Prompt -
Reading the data below, count the lines that carry the string "UrlParse". Give nothing but the count.

Entries shown -
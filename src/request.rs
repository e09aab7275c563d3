use std::collections::BTreeMap;
use std::fmt;

use http::{Method, Uri};

use crate::file::FileRef;
use crate::options::{Options, Proxy};
use crate::query::{self, Query};
use crate::Error;

/// Form fields of a [`Body::Fields`].
pub type Fields = BTreeMap<String, FieldValue>;

/// A single form field value.
#[derive(Debug, Clone)]
pub enum FieldValue {
    Text(String),
    /// Uploaded as a file part, by reference.
    File(FileRef),
    /// Sent as `outer[inner]` fields.
    Nested(Fields),
}

impl From<&str> for FieldValue {
    fn from(value: &str) -> Self {
        FieldValue::Text(value.to_string())
    }
}

impl From<String> for FieldValue {
    fn from(value: String) -> Self {
        FieldValue::Text(value)
    }
}

impl From<FileRef> for FieldValue {
    fn from(value: FileRef) -> Self {
        FieldValue::File(value)
    }
}

impl From<Fields> for FieldValue {
    fn from(value: Fields) -> Self {
        FieldValue::Nested(value)
    }
}

/// Request body.
#[derive(Debug, Clone, Default)]
pub enum Body {
    #[default]
    Empty,
    Raw(Vec<u8>),
    Fields(Fields),
    /// Streamed from a local file.
    FileUpload(FileRef),
}

impl Body {
    /// Tell if there is no body.
    pub fn is_empty(&self) -> bool {
        matches!(self, Body::Empty)
    }
}

impl From<&str> for Body {
    fn from(value: &str) -> Self {
        Body::Raw(value.as_bytes().to_vec())
    }
}

impl From<String> for Body {
    fn from(value: String) -> Self {
        Body::Raw(value.into_bytes())
    }
}

impl From<Vec<u8>> for Body {
    fn from(value: Vec<u8>) -> Self {
        Body::Raw(value)
    }
}

impl From<Fields> for Body {
    fn from(value: Fields) -> Self {
        Body::Fields(value)
    }
}

impl From<FileRef> for Body {
    fn from(value: FileRef) -> Self {
        Body::FileUpload(value)
    }
}

/// Description of an outgoing HTTP request.
///
/// Built once per call, mutated via setters and handed to a
/// [`Handler`][crate::Handler].
#[derive(Debug, Clone)]
pub struct Request {
    method: String,
    scheme: String,
    host: String,
    port: Option<u16>,
    ip: Option<String>,
    uri: String,
    query: Query,
    headers: BTreeMap<String, String>,
    body: Body,
    proxy: Option<Proxy>,
    save_as: Option<FileRef>,
    outgoing_ip: Option<String>,
}

impl Request {
    /// New `GET` request for `http://<host>/<uri>`.
    pub fn new(host: impl Into<String>, uri: &str) -> Self {
        let mut r = Request {
            method: Method::GET.as_str().to_string(),
            scheme: "http".to_string(),
            host: host.into(),
            port: None,
            ip: None,
            uri: String::new(),
            query: Query::new(),
            headers: BTreeMap::new(),
            body: Body::Empty,
            proxy: None,
            save_as: None,
            outgoing_ip: None,
        };
        r.set_uri(uri);
        r
    }

    /// Parse an absolute url into a request.
    pub fn from_url(url: &str) -> Result<Self, Error> {
        let uri: Uri = url
            .parse()
            .map_err(|e: http::uri::InvalidUri| Error::UrlParse(format!("{}: {}", url, e)))?;

        let host = uri
            .host()
            .filter(|h| !h.is_empty())
            .ok_or_else(|| Error::UrlParse(format!("no host in url: {}", url)))?;

        let mut request = Request::new(host, uri.path());

        if let Some(scheme) = uri.scheme_str() {
            request.set_scheme(scheme);
        }
        request.set_port(uri.port_u16());
        if let Some(q) = uri.query() {
            request.set_query(query::parse(q));
        }

        Ok(request)
    }

    /// Build a request from method, url and options.
    ///
    /// Relative urls are resolved against `options.base_uri`.
    pub fn from_options(method: &str, url: &str, options: &Options) -> Result<Self, Error> {
        let url = build_url(url, options)?;
        let mut request = Request::from_url(&url)?;

        request.set_method(method)?;

        if let Some(body) = &options.body {
            request.set_body(body.clone());
        } else if let Some(fields) = &options.form_params {
            request.set_body(Body::Fields(fields.clone()));
        }
        if let Some(headers) = &options.headers {
            request.set_headers(headers.iter().map(|(k, v)| (k.clone(), v.clone())));
        }
        if let Some(proxy) = &options.proxy {
            request.set_proxy(Some(proxy.clone()));
        }
        if let Some(file) = &options.save_as {
            request.save_as(Some(file.clone()));
        }
        if let Some(ip) = &options.outgoing_ip {
            request.set_outgoing_ip(Some(ip.clone()));
        }
        if let Some(q) = &options.query {
            request
                .query
                .extend(q.iter().map(|(k, v)| (k.clone(), v.clone())));
        }

        Ok(request)
    }

    /// Render `scheme://host[:port]/uri[?query]`.
    pub fn url(&self) -> String {
        let mut url = format!("{}://{}", self.scheme, self.host);
        if let Some(port) = self.port {
            url.push_str(&format!(":{}", port));
        }
        url.push('/');
        url.push_str(&self.uri);
        if !self.query.is_empty() {
            url.push('?');
            url.push_str(&query::serialize(&self.query));
        }
        url
    }

    /// Set the method. It is stored upper-cased.
    pub fn set_method(&mut self, method: &str) -> Result<(), Error> {
        let upper = method.to_ascii_uppercase();
        Method::from_bytes(upper.as_bytes()).map_err(|_| Error::BadMethod(method.to_string()))?;
        self.method = upper;
        Ok(())
    }

    pub fn method(&self) -> &str {
        &self.method
    }

    pub fn set_scheme(&mut self, scheme: &str) {
        self.scheme = scheme.to_ascii_lowercase();
    }

    pub fn scheme(&self) -> &str {
        &self.scheme
    }

    pub fn set_host(&mut self, host: impl Into<String>) {
        self.host = host.into();
    }

    pub fn host(&self) -> &str {
        &self.host
    }

    pub fn set_port(&mut self, port: Option<u16>) {
        self.port = port;
    }

    pub fn port(&self) -> Option<u16> {
        self.port
    }

    /// Port to connect to, falling back on the scheme default.
    pub fn effective_port(&self) -> u16 {
        self.port
            .unwrap_or(if self.scheme == "https" { 443 } else { 80 })
    }

    /// Pin the address `host` resolves to.
    pub fn set_ip(&mut self, ip: Option<String>) {
        self.ip = ip;
    }

    pub fn ip(&self) -> Option<&str> {
        self.ip.as_deref()
    }

    /// Set the path. Leading slashes are dropped.
    pub fn set_uri(&mut self, uri: &str) {
        self.uri = uri.trim_start_matches('/').to_string();
    }

    pub fn uri(&self) -> &str {
        &self.uri
    }

    pub fn set_query(&mut self, query: Query) {
        self.query = query;
    }

    pub fn query(&self) -> &Query {
        &self.query
    }

    /// Set a header, or remove it with `None`.
    pub fn set_header(&mut self, name: impl Into<String>, value: Option<String>) {
        let name = name.into();
        match value {
            Some(v) => {
                self.headers.insert(name, v);
            }
            None => {
                self.headers.remove(&name);
            }
        }
    }

    /// Header by exact name.
    pub fn header(&self, name: &str) -> Option<&str> {
        self.headers.get(name).map(|v| v.as_str())
    }

    /// Set several headers, keeping the ones not mentioned.
    pub fn set_headers<I, K, V>(&mut self, headers: I)
    where
        I: IntoIterator<Item = (K, V)>,
        K: Into<String>,
        V: Into<String>,
    {
        for (k, v) in headers {
            self.set_header(k, Some(v.into()));
        }
    }

    pub fn headers(&self) -> &BTreeMap<String, String> {
        &self.headers
    }

    pub fn set_referer(&mut self, referer: Option<String>) {
        self.set_header("Referer", referer);
    }

    pub fn referer(&self) -> Option<&str> {
        self.header("Referer")
    }

    pub fn set_body(&mut self, body: impl Into<Body>) {
        self.body = body.into();
    }

    pub fn body(&self) -> &Body {
        &self.body
    }

    pub fn set_proxy(&mut self, proxy: Option<Proxy>) {
        self.proxy = proxy;
    }

    pub fn proxy(&self) -> Option<&Proxy> {
        self.proxy.as_ref()
    }

    /// Stream the response body to `file`.
    pub fn save_as(&mut self, file: Option<FileRef>) {
        self.save_as = file;
    }

    pub fn save_as_file(&self) -> Option<&FileRef> {
        self.save_as.as_ref()
    }

    pub fn set_outgoing_ip(&mut self, outgoing_ip: Option<String>) {
        self.outgoing_ip = outgoing_ip;
    }

    pub fn outgoing_ip(&self) -> Option<&str> {
        self.outgoing_ip.as_deref()
    }
}

impl fmt::Display for Request {
    fn fmt(&self, f: &mut fmt::Formatter<'_>) -> fmt::Result {
        write!(f, "{} {}", self.method, self.url())
    }
}

fn build_url(url: &str, options: &Options) -> Result<String, Error> {
    if has_scheme(url) {
        return Ok(url.to_string());
    }

    let Some(base) = &options.base_uri else {
        return Err(Error::Config(format!(
            "base_uri is required for relative url: {}",
            url
        )));
    };

    Ok(format!(
        "{}/{}",
        base.trim_end_matches('/'),
        url.trim_start_matches('/')
    ))
}

// [a-z]+://
fn has_scheme(url: &str) -> bool {
    match url.find("://") {
        Some(0) | None => false,
        Some(n) => url[..n].bytes().all(|c| c.is_ascii_alphabetic()),
    }
}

Finished task -
2